I found a supply of 30 lb lead bars, they have been checked and contain .6% zinc.
Do you folks think this will create problems for casting?
That's an odd alloy - what else is in them, and what were they used for? If the price is good (i.e $1/lb), I'd act on it now. There's a good chance that it will produce good cast bullets, and if not, there's still value in the bars.
^^^ what yodave said,, lead melts at 327C, zinc at 419C so the zinc should float to the top
^^^ what yodave said,, lead melts at 327C, zinc at 419C so the zinc should float to the top
Nice theory, but once the metal is alloyed, it does not work out that way.
Cheers
Trev
The bars are from a medical machine of some sort, $ .90/lb I bought 300 pounds that will do me a while.
I'm going to add tin and try to get it to 4% or 5% so the end result will be approx. $ 1.40 a pound.
For some reason, charcoal in the molten lead makes the zinc float up, making it easier to skim off... That's why I stir the pot with a burning tree branch for about 5 minutes, then skim.
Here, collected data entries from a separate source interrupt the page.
//! Port operations over a [`PortStorage`].
//!
//! Every call re-reads the whole collection from the store. Mutating calls
//! hold one lock across load, change and save, so two concurrent writers in
//! this process cannot lose each other's update. Other processes writing the
//! same file are not coordinated with.

use std::sync::{Arc, Mutex, MutexGuard};

use tracing::{debug, warn};

use crate::error::ApiError;
use crate::port::{Port, PortInput};
use crate::store::PortStorage;

pub struct PortService {
    store: Arc<dyn PortStorage>,
    write_lock: Mutex<()>,
}

impl PortService {
    pub fn new(store: Arc<dyn PortStorage>) -> Self {
        Self { store, write_lock: Mutex::new(()) }
    }

    fn lock(&self) -> MutexGuard<'_, ()> {
        // The guard protects no data, so a poisoned lock is still usable.
        self.write_lock.lock().unwrap_or_else(|e| e.into_inner())
    }

    /// All ports in insertion order.
    pub fn list(&self) -> Result<Vec<Port>, ApiError> {
        Ok(self.store.load()?)
    }

    /// Appends a new port built from `input` and returns it.
    pub fn create(&self, input: PortInput) -> Result<Port, ApiError> {
        let _guard = self.lock();
        let mut ports = self.store.load()?;
        let port = Port::from_input(input, ports.len());
        if ports.iter().any(|p| p.id == port.id) {
            warn!(id = %port.id, "created port shares its id with an existing one");
        }
        ports.push(port.clone());
        self.store.save(&ports)?;
        debug!(id = %port.id, total = ports.len(), "port created");
        Ok(port)
    }

    /// Applies `input` to the first port whose id is `id`.
    pub fn update(&self, id: &str, input: PortInput) -> Result<Port, ApiError> {
        let _guard = self.lock();
        let mut ports = self.store.load()?;
        let port = ports.iter_mut()
            .find(|p| p.id == id)
            .ok_or(ApiError::NotFound)?;
        port.apply(input);
        let updated = port.clone();
        self.store.save(&ports)?;
        debug!(%id, "port updated");
        Ok(updated)
    }

    /// Removes every port whose id is `id`, returning how many went.
    pub fn delete(&self, id: &str) -> Result<usize, ApiError> {
        let _guard = self.lock();
        let mut ports = self.store.load()?;
        let before = ports.len();
        ports.retain(|p| p.id != id);
        let removed = before - ports.len();
        if removed == 0 {
            return Err(ApiError::NotFound);
        }
        self.store.save(&ports)?;
        debug!(%id, removed, "port deleted");
        Ok(removed)
    }

    /// Whether the store can currently be read.
    pub fn is_ready(&self) -> bool {
        self.store.load().is_ok()
    }
}

#[cfg(test)]
mod tests {
    use std::sync::atomic::{AtomicUsize, Ordering};

    use super::*;
    use crate::error::StoreError;
    use crate::store::MemoryStore;

    /// Counts saves so tests can assert a no-op never writes.
    #[derive(Default)]
    struct CountingStore {
        inner: MemoryStore,
        saves: AtomicUsize,
    }

    impl PortStorage for CountingStore {
        fn load(&self) -> Result<Vec<Port>, StoreError> { self.inner.load() }
        fn save(&self, ports: &[Port]) -> Result<(), StoreError> {
            self.saves.fetch_add(1, Ordering::SeqCst);
            self.inner.save(ports)
        }
    }

    fn input(body: &str) -> PortInput {
        PortInput::from_body(body.as_bytes()).unwrap()
    }

    #[test]
    fn create_appends_in_order() {
        let svc = PortService::new(Arc::new(MemoryStore::default()));
        svc.create(input(r#"{"hostname":"a"}"#)).unwrap();
        svc.create(input(r#"{"hostname":"b"}"#)).unwrap();
        let ids: Vec<_> = svc.list().unwrap().into_iter().map(|p| p.id).collect();
        assert_eq!(ids, ["port-1", "port-2"]);
    }

    #[test]
    fn sequential_ids_can_repeat_after_delete() {
        let svc = PortService::new(Arc::new(MemoryStore::default()));
        svc.create(input("{}")).unwrap();
        svc.create(input("{}")).unwrap();
        svc.delete("port-1").unwrap();
        assert_eq!(svc.create(input("{}")).unwrap().id, "port-2");
        assert_eq!(svc.list().unwrap().len(), 2);
    }

    #[test]
    fn update_keeps_position() {
        let svc = PortService::new(Arc::new(MemoryStore::default()));
        for _ in 0..3 {
            svc.create(input("{}")).unwrap();
        }
        svc.update("port-2", input(r#"{"vlan":"20"}"#)).unwrap();
        let ports = svc.list().unwrap();
        assert_eq!(ports[1].id, "port-2");
        assert_eq!(ports[1].vlan, "20");
    }

    #[test]
    fn delete_removes_every_match() {
        let svc = PortService::new(Arc::new(MemoryStore::default()));
        svc.create(input(r#"{"id":"dup"}"#)).unwrap();
        svc.create(input(r#"{"id":"keep"}"#)).unwrap();
        svc.create(input(r#"{"id":"dup"}"#)).unwrap();
        assert_eq!(svc.delete("dup").unwrap(), 2);
        let ids: Vec<_> = svc.list().unwrap().into_iter().map(|p| p.id).collect();
        assert_eq!(ids, ["keep"]);
    }

    #[test]
    fn unknown_id_never_writes() {
        let store = Arc::new(CountingStore::default());
        let svc = PortService::new(store.clone());
        assert!(matches!(svc.update("nope", input("{}")), Err(ApiError::NotFound)));
        assert!(matches!(svc.delete("nope"), Err(ApiError::NotFound)));
        assert_eq!(store.saves.load(Ordering::SeqCst), 0);
    }

    #[test]
    fn concurrent_creates_lose_nothing() {
        let dir = tempfile::tempdir().unwrap();
        let store = crate::store::JsonFileStore::new(dir.path().join("ports.json"));
        store.ensure_exists().unwrap();
        let svc = Arc::new(PortService::new(Arc::new(store)));

        let handles: Vec<_> = (0..8)
            .map(|i| {
                let svc = Arc::clone(&svc);
                std::thread::spawn(move || {
                    svc.create(input(&format!(r#"{{"id":"t{i}"}}"#))).unwrap();
                })
            })
            .collect();
        for h in handles {
            h.join().unwrap();
        }
        assert_eq!(svc.list().unwrap().len(), 8);
    }
}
You are presuming it was the zinc that was floating.
My bet. You were fluxing with the wood, the dross floated off, and you were happy, but it wasn't the zinc you were skimming out.
Unless you were doing a chemical content test or metallurgical analysis of one sort or another, it amounts to essentially witchcraft or mumbo-jumbo, as you really have no idea what came out of our alloy and what stayed.
My money is on that the original lead in this post was tested with one of the x-ray guns that Niton sells (~$18,000 per copy) to get the content analyzed. Without one of them, it's all pretty much a guessing game. Or do you have one?
Cheers
Trev
Zinc is the "Great Satan" of bullet casting.
There is an enormous amount of ignorance and fear related to the impact of zinc on bullet alloy, to the extent that there are examples of casters who have discarded huge batches of alloy when they suspected that a single zinc wheelweight might have been melted into it. The worst part is that it requires gross negligence for even one to get melted into a batch - and that's without any pre-sorting. I have smelted (yes I used the "S" word) over two tons of wheelweight and am confident that I have not included a single zinc wheelweight in what went into ingots. In the even that I am grossly negligent while smelting, I know that a small amount of zinc will not ruin a batch.
The "Little Satan" is lead poisoning. We have casters wearing "space suits" and getting their blood tested monthly because they handle lead.
Education is the answer.
If there is zinc in the lead, it will bind the iron and the gold right tight together. However, with no zinc, it would separate the gold and iron quite efficiently... The iron was removed by slowly lowering the temperature, and zinc was used to remove the gold from the lead when the lead had about 1/2 oz / pound of lead in it.